When my favourite author was finishing off her UK tour in Bath, I proposed the idea of a day trip becoming a weekend break for which the city was the perfect host.
To avoid the Clean Air Zone charges, parking worries, and trouble navigating the city centre, we used the Lansdown park-and-ride service. There were plenty of spaces and buses arrived every 15 minutes to take you into the centre. By midday, after an hour and a half drive, my mum and I were standing in the middle of Bath ready to explore.
The first place we visited was the Abbey which was free to enter though a small donation is appreciated. The staff were very friendly and we were given a little map which briefly explained what to see. There was more information at each of the stations allowing us to learn the history of the Abbey and of Bath. While the whole Abbey was beautiful and well looked after, for me, the most breath-taking part was the East Window which tells the story of Jesus’ life from birth to Resurrection in vivid colours. Bath, East Window which tells the story of Jesus’ life.
We then wandered Bath visiting Pulteney Bridge, exploring the market, and more generally trying t0 find our bearings in the busy city.
In the afternoon after sufficient wandering, we checked into a Travelodge a 15-minute walk from the city centre. It was a nice respite from the busy streets and gave myself and my mum a few hours to relax before the event in the evening which inspired the whole trip.
Saturday evening, I attended the talk and book signing of fantasy author R.F Kuang which was hosted by the independent bookstore Mr B’s Emporium at Saint Swithin’s Church. The church already has literary ties by being the place where Jane Austen’s parents married and her father was later buried. Mr B’s staff were patient and welcoming, offering sweets while we queued for the signing. This sentiment carried forward to the following day when we went to the bookshop itself which had a cosy atmosphere and a large repertoire of books, both popular and more obscure.

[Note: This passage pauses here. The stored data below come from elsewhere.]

//! Employee reference data.
//!
//! The engine reads employee names and salaries; it never writes them.
//! `base_salary` is the employee's current salary amount, with salary
//! versioning resolved by the persistence layer.

use rust_decimal::Decimal;
use serde::{Deserialize, Serialize};

/// Read-only employee data used for pay calculation.
#[derive(Debug, Clone, PartialEq, Eq, Serialize, Deserialize)]
pub struct EmployeeProfile {
    /// The employee's display name.
    pub full_name: String,
    /// The employee's current base salary for one period.
    pub base_salary: Decimal,
}

/// Per-employee activity aggregates for one attendance period, as returned
/// by the eligible-employee listing.
///
/// An employee appears here only if they have at least one attendance,
/// overtime or reimbursement record in the period.
#[derive(Debug, Clone, PartialEq, Eq, Serialize, Deserialize)]
pub struct EmployeeActivity {
    /// The employee's user id.
    pub user_id: i64,
    /// The employee's display name.
    pub full_name: String,
    /// The employee's current base salary.
    pub base_salary: Decimal,
    /// Distinct attendance days in the period.
    pub attendance_days: i64,
    /// Total overtime hours in the period.
    pub overtime_hours: Decimal,
    /// Total reimbursement amount in the period.
    pub reimbursements: Decimal,
}
use std::path::PathBuf;

use anyhow::{Context, Result};
use clap::{Args, Parser, Subcommand, ValueEnum};
use sidenav_engine::{DiagnosticLog, MenuModel, build_menu_view, default_route_table};
use sidenav_types::{AccountSnapshot, CapabilitySnapshot, RouteTable};
use sidenav_util::{SidenavConfig, default_log_path};
use tracing::debug;
use tracing_subscriber::{EnvFilter, fmt::MakeWriter};

mod output;

#[derive(Debug, Parser)]
#[command(name = "sidenav", version, about = "Dashboard navigation menu for the current connection and accounts")]
struct Cli {
    #[command(flatten)]
    inputs: MenuInputs,
    /// Starts the TUI when omitted.
    #[command(subcommand)]
    command: Option<Command>,
}

#[derive(Debug, Subcommand)]
enum Command {
    /// Print the visible menu groups.
    Groups {
        #[arg(long, value_enum, default_value_t = Format::Json)]
        format: Format,
    },
    /// Show the menu in the terminal sidebar.
    Tui {
        /// Location path whose route is marked active, e.g. `/explorer`.
        #[arg(long)]
        location: Option<String>,
    },
}

#[derive(Debug, Clone, Copy, PartialEq, Eq, ValueEnum)]
enum Format {
    Json,
    Text,
}

#[derive(Debug, Args)]
struct MenuInputs {
    /// Route table (.yaml, .yml or .json). Defaults to the configured or built-in table.
    #[arg(long, global = true)]
    routes: Option<PathBuf>,
    /// Capability snapshot (.json, .yaml or .yml). Defaults to disconnected.
    #[arg(long, global = true)]
    snapshot: Option<PathBuf>,
    /// Local account id; repeat for several accounts.
    #[arg(long = "account", global = true)]
    accounts: Vec<String>,
    /// Account currently holding the elevated key.
    #[arg(long, global = true)]
    elevated_key: Option<String>,
}

impl MenuInputs {
    fn route_table(&self, config: &SidenavConfig) -> Result<RouteTable> {
        match self.routes.clone().or_else(|| config.route_table_path()) {
            Some(path) => RouteTable::from_path(&path).with_context(|| format!("loading route table {}", path.display())),
            None => default_route_table().context("parsing built-in route table"),
        }
    }

    fn snapshot(&self) -> Result<CapabilitySnapshot> {
        match &self.snapshot {
            Some(path) => CapabilitySnapshot::from_path(path).with_context(|| format!("loading snapshot {}", path.display())),
            None => Ok(CapabilitySnapshot::disconnected()),
        }
    }

    fn accounts(&self) -> AccountSnapshot {
        AccountSnapshot::new(self.accounts.clone(), self.elevated_key.clone())
    }
}

#[tokio::main]
async fn main() -> Result<()> {
    let cli = Cli::parse();
    let config = load_config(std::io::stderr)?;
    let in_tui = !matches!(cli.command, Some(Command::Groups { .. }));
    init_tracing(&config, in_tui)?;

    let table = cli.inputs.route_table(&config)?;
    let snapshot = cli.inputs.snapshot()?;
    let accounts = cli.inputs.accounts();
    debug!(routes = table.len(), accounts = accounts.accounts.len(), "loaded menu inputs");

    match cli.command {
        Some(Command::Groups { format }) => {
            let mut log = DiagnosticLog::new();
            let view = build_menu_view(&table, &snapshot, accounts.access(), &config.external_links(), &mut log);
            match format {
                Format::Json => println!("{}", serde_json::to_string_pretty(&view)?),
                Format::Text => print!("{}", output::render_text(&view)),
            }
            Ok(())
        }
        Some(Command::Tui { location }) => {
            let model = MenuModel::new(table, snapshot, accounts, config.external_links());
            sidenav_tui::run(model, location.as_deref()).await
        }
        None => {
            let model = MenuModel::new(table, snapshot, accounts, config.external_links());
            sidenav_tui::run(model, None).await
        }
    }
}

/// Load the config under a temporary subscriber so a warning about a
/// malformed file is written before the real subscriber exists.
fn load_config<W>(make_writer: W) -> Result<SidenavConfig>
where
    W: for<'w> MakeWriter<'w> + Send + Sync + 'static,
{
    let filter = std::env::var("RUST_LOG").unwrap_or_else(|_| "info".into());
    let subscriber = tracing_subscriber::fmt()
        .with_env_filter(EnvFilter::new(filter))
        .with_writer(make_writer)
        .finish();
    tracing::subscriber::with_default(subscriber, SidenavConfig::load).context("loading sidenav config")
}

/// Logs go to stderr for one-shot commands and to a file while the TUI owns
/// the terminal.
fn init_tracing(config: &SidenavConfig, in_tui: bool) -> Result<()> {
    let filter = std::env::var("RUST_LOG")
        .ok()
        .or_else(|| config.log_filter.clone())
        .unwrap_or_else(|| "info".into());
    let builder = tracing_subscriber::fmt().with_env_filter(EnvFilter::new(filter));
    if in_tui {
        let path = default_log_path();
        if let Some(parent) = path.parent() {
            std::fs::create_dir_all(parent).with_context(|| format!("creating {}", parent.display()))?;
        }
        let file = std::fs::OpenOptions::new()
            .create(true)
            .append(true)
            .open(&path)
            .with_context(|| format!("opening log file {}", path.display()))?;
        let _ = builder.with_ansi(false).with_writer(std::sync::Mutex::new(file)).try_init();
    } else {
        let _ = builder.with_writer(std::io::stderr).try_init();
    }
    Ok(())
}

#[cfg(test)]
mod tests {
    use super::*;
    use clap::CommandFactory;
    use sidenav_util::CONFIG_PATH_ENV;
    use std::io;
    use std::sync::{Arc, Mutex};

    #[derive(Clone, Default)]
    struct CapturedLogs(Arc<Mutex<Vec<u8>>>);

    impl CapturedLogs {
        fn contents(&self) -> String {
            String::from_utf8_lossy(&self.0.lock().expect("log buffer")).into_owned()
        }
    }

    impl io::Write for CapturedLogs {
        fn write(&mut self, buf: &[u8]) -> io::Result<usize> {
            self.0.lock().expect("log buffer").extend_from_slice(buf);
            Ok(buf.len())
        }

        fn flush(&mut self) -> io::Result<()> {
            Ok(())
        }
    }

    #[test]
    fn cli_definition_is_consistent() {
        Cli::command().debug_assert();
    }

    #[test]
    fn parses_global_inputs_after_subcommand() {
        let cli = Cli::try_parse_from([
            "sidenav",
            "groups",
            "--format",
            "text",
            "--account",
            "alice",
            "--account",
            "bob",
            "--elevated-key",
            "bob",
        ])
        .expect("parse");
        assert!(matches!(cli.command, Some(Command::Groups { format: Format::Text })));
        assert!(cli.inputs.accounts().has_elevated_key());
    }

    #[test]
    fn malformed_config_warning_reaches_the_log() {
        let dir = tempfile::tempdir().expect("temp dir");
        let path = dir.path().join("config.json");
        std::fs::write(&path, "{ not json").expect("write");
        let path = path.to_str().expect("utf-8 temp path").to_string();
        let logs = CapturedLogs::default();
        let writer = logs.clone();

        let config = temp_env::with_vars([(CONFIG_PATH_ENV, Some(path.as_str())), ("RUST_LOG", None)], || {
            load_config(move || writer.clone()).expect("load config")
        });

        assert_eq!(config, SidenavConfig::default());
        let output = logs.contents();
        assert!(output.contains("WARN"), "{output}");
        assert!(output.contains("Failed to parse config file"), "{output}");
    }

    #[test]
    fn no_subcommand_means_tui() {
        let cli = Cli::try_parse_from(["sidenav"]).expect("parse");
        assert!(cli.command.is_none());
        assert!(cli.inputs.snapshot().expect("default snapshot").is_loading());
    }
}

Sunday morning mum and I wandered around the shops. We bought some delicious fudge (which, as I write this not even a week after the trip, is very nearly finished!) and checked out a range of high-street shops as well as smaller independent shops.
Being an English Literature student, I couldn’t come to the city that Jane Austen lived in and not visit the Jane Austen Centre dedicated to her. Bath was not only her home for a few years but also the setting for two of her books: Northanger Abbey and Persuasion. Although my mum has not read Jane Austen, even she found the centre fascinating. The actors in period dress were charismatic, friendly, and incredibly knowledgeable. I over heard some of them having excellent discussions with visitors and answering any questions that were asked.
We also booked to go to the Regency Tea Room on the second floor of the building for afternoon tea. While admiring the portrait (though perhaps ‘shrine’ would be more fitting) of Colin Firth as Mr Darcy, we enjoyed delicate sandwiches, scones, and cakes, served by the lovely staff. I absolutely had to buy a Colin Firth/Mr Darcy fridge magnet for my uni house on the way out to go with the little cardboard cut out Colin that my housemate made me for my birthday earlier in the year!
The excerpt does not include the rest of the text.